Start of Data shown

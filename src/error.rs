use serde::Serialize;

/// Crate-wide error type, taxonomized by failure kind rather than by
/// originating module: `Io`, `Parse`, `Schema`, `Network`, `Logic`, plus
/// `Database` for the SQL layer's own connection/pool failures.
#[derive(Debug, thiserror::Error)]
pub enum ChatVaultError {
    #[error("io error: {0}")]
    Io(String),

    #[error("parse error: {0}")]
    Parse(String),

    #[error("schema error: {0}")]
    Schema(String),

    #[error("network error: {0}")]
    Network(String),

    #[error("logic error: {0}")]
    Logic(String),

    #[error("database error: {0}")]
    Database(String),
}

impl Serialize for ChatVaultError {
    fn serialize<S>(&self, serializer: S) -> Result<S::Ok, S::Error>
    where
        S: serde::Serializer,
    {
        serializer.serialize_str(&self.to_string())
    }
}

impl From<r2d2::Error> for ChatVaultError {
    fn from(e: r2d2::Error) -> Self {
        ChatVaultError::Database(e.to_string())
    }
}

impl From<rusqlite::Error> for ChatVaultError {
    fn from(e: rusqlite::Error) -> Self {
        ChatVaultError::Database(e.to_string())
    }
}

impl From<std::io::Error> for ChatVaultError {
    fn from(e: std::io::Error) -> Self {
        ChatVaultError::Io(e.to_string())
    }
}

impl From<serde_json::Error> for ChatVaultError {
    fn from(e: serde_json::Error) -> Self {
        ChatVaultError::Parse(e.to_string())
    }
}

pub type Result<T> = std::result::Result<T, ChatVaultError>;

End of Data shown

# [What to work on]
Scan the data above; copy every line where "rusqlite" appears.

# [Reply to the exercise]
impl From<rusqlite::Error> for ChatVaultError {
    fn from(e: rusqlite::Error) -> Self {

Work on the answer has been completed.